Ворота Кремля. Часовые отдают ему честь. Сколько же километров отсюда до фронта? У этого грузина, надо сказать, крепкие нервы.

Остановились друг против друга. Сталин улыбался, но его улыбка казалась холодной, а взгляд острым и проницательным. Сикорский обычно обращал внимание на внешний вид кабинетов — этот показался ему каким-то неопределенным, холодным, как глаза Сталина, и слишком уж ярко освещенным. Он заранее приготовил приветствие — переводчик переводил быстро и умело, — Сталину оно, кажется, понравилось, Молотову — тоже, но он краешком глаза увидел лицо Андерса и подумал, что эту пару фраз они тоже постараются использовать против него.





— Я безмерно рад, — сказал он, — что могу приветствовать одного из подлинных творцов современной истории и поздравить господина президента с проявленным русской армией героизмом в борьбе с Германией. Как солдат, я восхищен мужественной обороной Москвы.

— Благодарю вас, — сказал Сталин, но его слова прозвучали довольно сухо, — и рад видеть вас в Москве.

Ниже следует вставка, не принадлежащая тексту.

use async_trait::async_trait;
use extract::{LanguageModel, Vocabulary};
use index::{
    Embedder, GraphStore, MemoryGraphStore, MemoryVectorIndex, SimilarityMetric, VectorStore,
};
use ingest::{Document, FileReader};
use pipeline::{Pipeline, PipelineConfig, Services, SkipStage};
use query::{QueryError, RetrievalStrategy};
use serde_json::json;
use std::sync::Arc;
use std::sync::atomic::{AtomicUsize, Ordering};
use std::time::Duration;

const LUPUS: &str = "Lupus affects the kidneys. Patients are treated with steroids.";

/// Extracts a fixed set of medical entities by keyword and answers every
/// other prompt with a canned sentence.
#[derive(Default)]
struct KeywordModel {
    extraction_calls: AtomicUsize,
}

impl KeywordModel {
    fn extract(text: &str) -> String {
        if text.contains("POISON") {
            return "I cannot help with that.".to_string();
        }

        let mut nodes = Vec::new();
        let mut relationships = Vec::new();
        let has = |word: &str| text.contains(word);

        if has("Lupus") {
            nodes.push(json!({"id": "Lupus", "label": "Disease"}));
        }
        if has("kidneys") {
            nodes.push(json!({"id": "kidneys", "label": "Anatomy"}));
        }
        if has("steroids") {
            nodes.push(json!({"id": "steroids", "label": "Drug"}));
        }
        if has("COVID") {
            nodes.push(json!({"id": "COVID", "label": "Virus"}));
        }
        if has("Lupus") && has("kidneys") {
            relationships.push(json!({"type": "AFFECTS", "start_node_id": "Lupus", "end_node_id": "kidneys"}));
        }
        if has("Lupus") && has("steroids") {
            relationships.push(json!({"type": "TREATS", "start_node_id": "steroids", "end_node_id": "Lupus"}));
        }

        json!({"nodes": nodes, "relationships": relationships}).to_string()
    }
}

#[async_trait]
impl LanguageModel for KeywordModel {
    async fn generate(&self, prompt: &str) -> anyhow::Result<String> {
        if prompt.starts_with("Extract a knowledge graph") {
            self.extraction_calls.fetch_add(1, Ordering::SeqCst);
            let text = prompt
                .rsplit_once("TEXT:\n")
                .map(|(_, rest)| rest.trim_end_matches("\n\nJSON OUTPUT:"))
                .unwrap_or_default();
            return Ok(Self::extract(text));
        }
        if prompt.starts_with("The following JSON is invalid") {
            return Ok("still not JSON".to_string());
        }
        if prompt.contains("STALL") {
            tokio::time::sleep(Duration::from_secs(30)).await;
        }
        Ok("Lupus can damage the kidneys.".to_string())
    }
}

const KEYWORDS: [&str; 4] = ["lupus", "kidney", "steroid", "heart"];

struct KeywordEmbedder;

#[async_trait]
impl Embedder for KeywordEmbedder {
    async fn embed(&self, text: &str) -> anyhow::Result<Vec<f32>> {
        if text.contains("UNEMBEDDABLE") {
            anyhow::bail!("embedding service rejected the text");
        }
        let lower = text.to_lowercase();
        let mut vector: Vec<f32> = KEYWORDS
            .iter()
            .map(|k| lower.matches(k).count() as f32)
            .collect();
        // keeps texts without keywords away from the zero vector
        vector.push(0.1);
        Ok(vector)
    }
}

fn config() -> PipelineConfig {
    let mut config = PipelineConfig::default();
    config.vocabulary = Vocabulary::new(["Disease", "Anatomy", "Drug"], ["AFFECTS", "TREATS"]).unwrap();
    config.index.dimension = KEYWORDS.len() + 1;
    config.retry.max_retries = 1;
    config.retry.initial_backoff_ms = 0;
    config.retry.max_backoff_ms = 0;
    config.concurrency.query_timeout_secs = 1;
    config
}

fn pipeline_with(config: PipelineConfig) -> (Pipeline, Arc<KeywordModel>) {
    let llm = Arc::new(KeywordModel::default());
    let graph: Arc<dyn GraphStore> = Arc::new(MemoryGraphStore::new());
    let vectors: Arc<dyn VectorStore> = Arc::new(MemoryVectorIndex::new(
        config.index.dimension,
        SimilarityMetric::Cosine,
    ));
    let services = Services {
        llm: llm.clone(),
        embedder: Arc::new(KeywordEmbedder),
        graph,
        vectors,
    };
    (Pipeline::new(config, services).unwrap(), llm)
}

#[tokio::test]
async fn test_lupus_document_end_to_end() {
    let (pipeline, _) = pipeline_with(config());

    let report = pipeline
        .ingest_document(&Document::from_text("lupus.txt", LUPUS))
        .await
        .unwrap();

    assert_eq!(report.chunks_total, 1);
    assert_eq!(report.chunks_indexed, 1);
    assert_eq!(report.nodes_written, 3);
    assert_eq!(report.relationships_written, 2);
    assert!(report.validation.is_clean());
    assert!(report.skipped.is_empty());

    let stats = pipeline.stats().await.unwrap();
    assert_eq!((stats.chunks, stats.entities, stats.relations, stats.vectors), (1, 3, 2, 1));

    let retrieval = pipeline
        .retrieve("How does lupus affect the kidneys?", RetrievalStrategy::GraphAugmented, 3)
        .await
        .unwrap();
    assert_eq!(retrieval.chunks[0].text, LUPUS);
    assert_eq!(
        retrieval.relationships,
        vec!["Lupus - AFFECTS -> kidneys", "steroids - TREATS -> Lupus"]
    );
    assert!(retrieval.context.contains("KEY RELATIONSHIPS:"));

    let outcome = pipeline
        .answer("How does lupus affect the kidneys?", RetrievalStrategy::Vector, 3)
        .await
        .unwrap();
    assert_eq!(outcome.answer.text, "Lupus can damage the kidneys.");
    assert_eq!(outcome.retrieval.context, LUPUS);
}

#[tokio::test]
async fn test_reingesting_is_idempotent() {
    let (pipeline, _) = pipeline_with(config());
    let document = Document::from_text("lupus.txt", LUPUS);

    let first = pipeline.ingest_document(&document).await.unwrap();
    let before = pipeline.stats().await.unwrap();
    let second = pipeline.ingest_document(&document).await.unwrap();
    let after = pipeline.stats().await.unwrap();

    assert_eq!(first.chunks_new, 1);
    assert_eq!(second.chunks_new, 0);
    assert_eq!(before, after);
}

#[tokio::test]
async fn test_unparseable_chunk_is_skipped_after_retries() {
    let (pipeline, llm) = pipeline_with(config());

    let report = pipeline
        .ingest_document(&Document::from_text("bad.txt", "POISON in the heart"))
        .await
        .unwrap();

    assert_eq!(report.chunks_indexed, 0);
    assert_eq!(report.skipped.len(), 1);
    assert_eq!(report.skipped[0].stage, SkipStage::Extraction);
    assert_eq!(report.skipped[0].attempts, 2);
    assert_eq!(llm.extraction_calls.load(Ordering::SeqCst), 2);

    let snapshot = pipeline.metrics().snapshot();
    assert_eq!(snapshot.chunks_skipped, 1);
    assert_eq!(pipeline.stats().await.unwrap().chunks, 0);
}

#[tokio::test]
async fn test_labels_outside_vocabulary_are_dropped() {
    let (pipeline, _) = pipeline_with(config());

    let report = pipeline
        .ingest_document(&Document::from_text("covid.txt", "COVID can trigger Lupus flares."))
        .await
        .unwrap();

    assert_eq!(report.nodes_written, 1);
    assert_eq!(report.validation.dropped_nodes.len(), 1);
    assert_eq!(pipeline.stats().await.unwrap().entities, 1);
}

#[tokio::test]
async fn test_dropped_labels_are_reported_when_indexing_fails() {
    let (pipeline, _) = pipeline_with(config());

    let report = pipeline
        .ingest_document(&Document::from_text(
            "covid.txt",
            "COVID can trigger Lupus flares. UNEMBEDDABLE",
        ))
        .await
        .unwrap();

    assert_eq!(report.chunks_indexed, 0);
    assert_eq!(report.skipped.len(), 1);
    assert_eq!(report.skipped[0].stage, SkipStage::Indexing);
    assert_eq!(report.validation.dropped_nodes.len(), 1);
    assert_eq!(pipeline.metrics().snapshot().nodes_dropped, 1);
    assert_eq!(pipeline.stats().await.unwrap().entities, 0);
}

#[tokio::test]
async fn test_edited_document_keeps_indexed_text() {
    let (pipeline, _) = pipeline_with(config());
    let edited = LUPUS.replace("kidneys", "livers!");
    assert_eq!(edited.len(), LUPUS.len());

    pipeline
        .ingest_document(&Document::from_text("notes.txt", LUPUS))
        .await
        .unwrap();
    let report = pipeline
        .ingest_document(&Document::from_text("notes.txt", edited))
        .await
        .unwrap();

    assert_eq!(report.chunks_indexed, 0);
    assert_eq!(report.skipped.len(), 1);
    assert_eq!(report.skipped[0].stage, SkipStage::Indexing);

    let stats = pipeline.stats().await.unwrap();
    assert_eq!((stats.chunks, stats.vectors), (1, 1));
    let retrieval = pipeline
        .retrieve("lupus kidney", RetrievalStrategy::Vector, 1)
        .await
        .unwrap();
    assert_eq!(retrieval.chunks[0].text, LUPUS);
    assert!(retrieval.chunks[0].score > 0.6);
}

#[tokio::test]
async fn test_documents_ingest_in_parallel_and_independently() {
    let (pipeline, _) = pipeline_with(config());
    let documents = vec![
        Document::from_text("a.txt", LUPUS),
        Document::from_text("b.txt", "POISON"),
        Document::from_text("c.txt", "The heart pumps blood."),
        Document::from_text("d.txt", "Steroids are used when lupus affects the kidneys."),
    ];
    let ids: Vec<String> = documents.iter().map(|d| d.doc_id.clone()).collect();

    let results = pipeline.ingest_documents(documents).await;

    assert_eq!(results.len(), 4);
    let reports: Vec<_> = results.into_iter().map(|r| r.unwrap()).collect();
    let report_ids: Vec<String> = reports.iter().map(|r| r.doc_id.clone()).collect();
    assert_eq!(report_ids, ids);
    assert_eq!(reports[1].skipped.len(), 1);
    assert_eq!(reports[2].chunks_indexed, 1);

    let chunks = pipeline
        .retrieve("lupus", RetrievalStrategy::Vector, 5)
        .await
        .unwrap()
        .chunks;
    assert_eq!(chunks.len(), 3);
    assert!(chunks.windows(2).all(|w| w[0].score >= w[1].score));
}

#[tokio::test]
async fn test_long_document_is_chunked_with_overlap() {
    let mut config = config();
    config.chunking.chunk_size = 40;
    config.chunking.overlap = 10;
    let (pipeline, llm) = pipeline_with(config);
    let text = format!("{} {}", LUPUS, "The heart pumps blood through the body every day.");

    let report = pipeline
        .ingest_document(&Document::from_text("long.txt", text))
        .await
        .unwrap();

    assert_eq!(report.chunks_total, 4);
    assert_eq!(report.chunks_indexed, 4);
    assert_eq!(llm.extraction_calls.load(Ordering::SeqCst), 4);
    assert_eq!(pipeline.stats().await.unwrap().chunks, 4);
}

#[tokio::test]
async fn test_stalled_answer_times_out() {
    let (pipeline, _) = pipeline_with(config());
    pipeline
        .ingest_document(&Document::from_text("lupus.txt", LUPUS))
        .await
        .unwrap();

    let err = pipeline
        .answer("STALL on lupus", RetrievalStrategy::Vector, 3)
        .await
        .unwrap_err();

    assert!(matches!(err, QueryError::Timeout(_)));
    assert_eq!(pipeline.metrics().snapshot().failed_queries, 1);
}

#[tokio::test]
async fn test_ingests_files_from_directory() {
    let dir = tempfile::tempdir().unwrap();
    std::fs::write(dir.path().join("lupus.txt"), LUPUS).unwrap();
    std::fs::write(dir.path().join("notes.md"), "# Heart\nThe heart pumps blood.").unwrap();
    std::fs::write(dir.path().join("scan.pdf"), "ignored").unwrap();

    let (pipeline, _) = pipeline_with(config());
    let documents = FileReader::read_directory(dir.path()).await.unwrap();
    assert_eq!(documents.len(), 2);

    for result in pipeline.ingest_documents(documents).await {
        result.unwrap();
    }

    let stats = pipeline.stats().await.unwrap();
    assert_eq!(stats.chunks, 2);
    assert_eq!(stats.vectors, 2);
}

Даже когда они сидели за столом, они не переставали внимательно разглядывать друг друга. Перечень накопившихся дел, недоразумений, трудностей был довольно длинным, но самыми неотложными Сикорский считал военные вопросы. Черчилль явно подталкивал его к выводу, во всяком случае, к подготовке вывода польских частей из СССР в Иран. То же самое услышал Верховный от Андерса. Однако на это он так и не решился; речь шла теперь скорее об условиях, в которых формировалась польская армия в СССР. Правда, он не переставал думать и о волнующих его все время вопросах, постановка которых сейчас казалась ему сомнительной или преждевременной: границы, вопросы гражданства… Что думает Сталин? Считает ли он его марионеткой Черчилля? «Англичане не должны обсуждать с русскими наших дел», — сказал Кот. Он прав.

16

Газета «Белый орел» — печатный орган лондонского эмигрантского правительства.

17

Ю. Пилсудский вынашивал идею создания федерации с «независимыми» украинским и белорусским государствами как санитарного кордона против Советской России.